# Task statement
Write out exactly the lines from the first line of the records below through the line that contains "use tracing_subscriber::EnvFilter;", and stop there.

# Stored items
BEGIN

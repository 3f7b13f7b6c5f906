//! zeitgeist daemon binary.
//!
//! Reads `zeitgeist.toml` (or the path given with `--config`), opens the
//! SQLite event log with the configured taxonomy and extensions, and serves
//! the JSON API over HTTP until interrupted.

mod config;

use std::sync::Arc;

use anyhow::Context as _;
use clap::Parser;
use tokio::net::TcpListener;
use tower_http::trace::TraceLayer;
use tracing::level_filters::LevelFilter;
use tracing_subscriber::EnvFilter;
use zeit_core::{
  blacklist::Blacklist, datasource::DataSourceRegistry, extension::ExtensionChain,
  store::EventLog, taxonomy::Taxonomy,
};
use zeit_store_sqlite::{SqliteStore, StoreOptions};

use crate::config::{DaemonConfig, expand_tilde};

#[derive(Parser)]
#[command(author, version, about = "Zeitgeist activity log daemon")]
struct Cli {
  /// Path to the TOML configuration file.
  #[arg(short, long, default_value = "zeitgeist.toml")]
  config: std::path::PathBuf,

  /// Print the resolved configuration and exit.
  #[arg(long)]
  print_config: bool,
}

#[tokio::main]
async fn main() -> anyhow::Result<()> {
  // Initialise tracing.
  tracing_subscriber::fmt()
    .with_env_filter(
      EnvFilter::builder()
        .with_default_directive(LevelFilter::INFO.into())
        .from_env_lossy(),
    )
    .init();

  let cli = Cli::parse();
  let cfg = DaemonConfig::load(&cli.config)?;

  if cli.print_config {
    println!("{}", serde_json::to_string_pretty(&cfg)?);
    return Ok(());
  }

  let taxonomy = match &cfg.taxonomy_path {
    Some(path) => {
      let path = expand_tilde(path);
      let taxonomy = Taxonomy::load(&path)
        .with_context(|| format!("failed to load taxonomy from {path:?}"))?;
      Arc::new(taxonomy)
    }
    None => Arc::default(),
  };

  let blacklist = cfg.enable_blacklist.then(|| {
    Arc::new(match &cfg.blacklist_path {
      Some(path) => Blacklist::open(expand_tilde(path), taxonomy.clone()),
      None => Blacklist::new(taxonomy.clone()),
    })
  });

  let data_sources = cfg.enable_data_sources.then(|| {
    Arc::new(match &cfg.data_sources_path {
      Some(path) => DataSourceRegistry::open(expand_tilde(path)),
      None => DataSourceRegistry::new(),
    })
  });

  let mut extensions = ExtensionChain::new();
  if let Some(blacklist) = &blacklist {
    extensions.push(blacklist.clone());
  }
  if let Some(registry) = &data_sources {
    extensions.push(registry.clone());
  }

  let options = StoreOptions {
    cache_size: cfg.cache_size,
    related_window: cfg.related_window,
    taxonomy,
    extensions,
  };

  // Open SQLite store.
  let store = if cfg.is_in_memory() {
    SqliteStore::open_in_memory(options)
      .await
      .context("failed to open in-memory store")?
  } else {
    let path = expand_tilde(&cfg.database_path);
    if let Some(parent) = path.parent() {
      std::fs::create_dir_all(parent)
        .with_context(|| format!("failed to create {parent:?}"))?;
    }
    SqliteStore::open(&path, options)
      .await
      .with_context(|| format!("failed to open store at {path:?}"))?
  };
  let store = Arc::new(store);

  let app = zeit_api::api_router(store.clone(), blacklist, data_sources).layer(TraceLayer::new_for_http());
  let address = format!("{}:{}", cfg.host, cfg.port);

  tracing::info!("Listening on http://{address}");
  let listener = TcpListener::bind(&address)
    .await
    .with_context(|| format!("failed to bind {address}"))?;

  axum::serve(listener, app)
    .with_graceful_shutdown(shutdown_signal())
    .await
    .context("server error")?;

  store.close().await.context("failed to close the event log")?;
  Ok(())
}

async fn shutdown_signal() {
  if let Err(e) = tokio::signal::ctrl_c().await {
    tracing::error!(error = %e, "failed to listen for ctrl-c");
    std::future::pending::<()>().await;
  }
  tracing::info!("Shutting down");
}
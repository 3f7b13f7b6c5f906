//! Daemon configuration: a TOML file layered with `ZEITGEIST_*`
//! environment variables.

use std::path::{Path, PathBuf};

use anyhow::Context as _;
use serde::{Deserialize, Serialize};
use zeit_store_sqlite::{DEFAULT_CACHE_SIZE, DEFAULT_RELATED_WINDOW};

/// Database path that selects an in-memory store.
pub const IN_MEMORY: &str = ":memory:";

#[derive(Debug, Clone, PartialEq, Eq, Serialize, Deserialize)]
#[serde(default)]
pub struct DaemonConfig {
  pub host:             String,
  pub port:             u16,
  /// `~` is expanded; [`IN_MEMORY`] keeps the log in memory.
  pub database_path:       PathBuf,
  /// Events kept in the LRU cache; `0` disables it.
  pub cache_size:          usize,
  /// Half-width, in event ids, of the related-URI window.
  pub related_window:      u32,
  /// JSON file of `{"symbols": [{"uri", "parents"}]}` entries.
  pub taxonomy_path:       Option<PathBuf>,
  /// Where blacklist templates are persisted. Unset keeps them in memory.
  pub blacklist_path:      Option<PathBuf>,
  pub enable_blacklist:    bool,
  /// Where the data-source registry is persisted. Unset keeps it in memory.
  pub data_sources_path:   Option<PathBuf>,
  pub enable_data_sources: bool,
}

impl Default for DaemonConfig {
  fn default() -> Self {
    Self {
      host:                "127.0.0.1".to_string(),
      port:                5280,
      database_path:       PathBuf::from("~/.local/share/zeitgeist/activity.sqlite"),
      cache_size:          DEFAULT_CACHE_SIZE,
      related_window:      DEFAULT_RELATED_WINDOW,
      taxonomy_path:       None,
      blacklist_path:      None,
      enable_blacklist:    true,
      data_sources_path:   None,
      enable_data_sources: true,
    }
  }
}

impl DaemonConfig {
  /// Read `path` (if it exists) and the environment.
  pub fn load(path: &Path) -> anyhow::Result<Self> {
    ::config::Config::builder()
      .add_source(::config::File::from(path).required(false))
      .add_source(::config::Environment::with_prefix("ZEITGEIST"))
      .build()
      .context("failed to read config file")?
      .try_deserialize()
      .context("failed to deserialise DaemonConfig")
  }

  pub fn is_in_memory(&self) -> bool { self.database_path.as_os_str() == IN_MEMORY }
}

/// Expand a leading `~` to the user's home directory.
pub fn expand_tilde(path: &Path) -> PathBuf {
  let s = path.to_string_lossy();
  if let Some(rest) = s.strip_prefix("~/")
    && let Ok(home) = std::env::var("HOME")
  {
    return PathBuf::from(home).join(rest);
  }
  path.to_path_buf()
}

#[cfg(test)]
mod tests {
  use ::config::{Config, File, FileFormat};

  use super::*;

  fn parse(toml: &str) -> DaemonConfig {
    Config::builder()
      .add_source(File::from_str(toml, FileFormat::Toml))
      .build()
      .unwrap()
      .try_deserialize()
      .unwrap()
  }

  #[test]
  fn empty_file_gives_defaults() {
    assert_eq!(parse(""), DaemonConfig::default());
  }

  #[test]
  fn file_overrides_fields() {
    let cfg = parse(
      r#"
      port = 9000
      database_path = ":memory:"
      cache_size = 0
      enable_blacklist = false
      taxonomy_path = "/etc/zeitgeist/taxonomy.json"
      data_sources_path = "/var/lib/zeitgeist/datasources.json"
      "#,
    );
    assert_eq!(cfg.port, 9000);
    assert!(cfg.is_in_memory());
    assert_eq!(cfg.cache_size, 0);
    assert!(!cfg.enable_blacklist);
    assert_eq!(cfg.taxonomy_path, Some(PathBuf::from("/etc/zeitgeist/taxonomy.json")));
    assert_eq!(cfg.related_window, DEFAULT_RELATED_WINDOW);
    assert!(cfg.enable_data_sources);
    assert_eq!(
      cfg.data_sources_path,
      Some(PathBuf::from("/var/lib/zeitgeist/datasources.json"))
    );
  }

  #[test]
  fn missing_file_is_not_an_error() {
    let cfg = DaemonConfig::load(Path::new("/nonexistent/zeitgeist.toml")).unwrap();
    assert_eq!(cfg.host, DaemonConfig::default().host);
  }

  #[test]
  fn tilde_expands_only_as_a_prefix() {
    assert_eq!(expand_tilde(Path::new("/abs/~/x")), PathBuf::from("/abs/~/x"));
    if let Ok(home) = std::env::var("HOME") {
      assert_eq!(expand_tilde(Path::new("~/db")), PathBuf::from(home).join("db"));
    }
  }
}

END

# Reply
repository 3f7b13f7b6c5f906
//! zeitgeist daemon binary.
//!
//! Reads `zeitgeist.toml` (or the path given with `--config`), opens the
//! SQLite event log with the configured taxonomy and extensions, and serves
//! the JSON API over HTTP until interrupted.

mod config;

use std::sync::Arc;

use anyhow::Context as _;
use clap::Parser;
use tokio::net::TcpListener;
use tower_http::trace::TraceLayer;
use tracing::level_filters::LevelFilter;
use tracing_subscriber::EnvFilter;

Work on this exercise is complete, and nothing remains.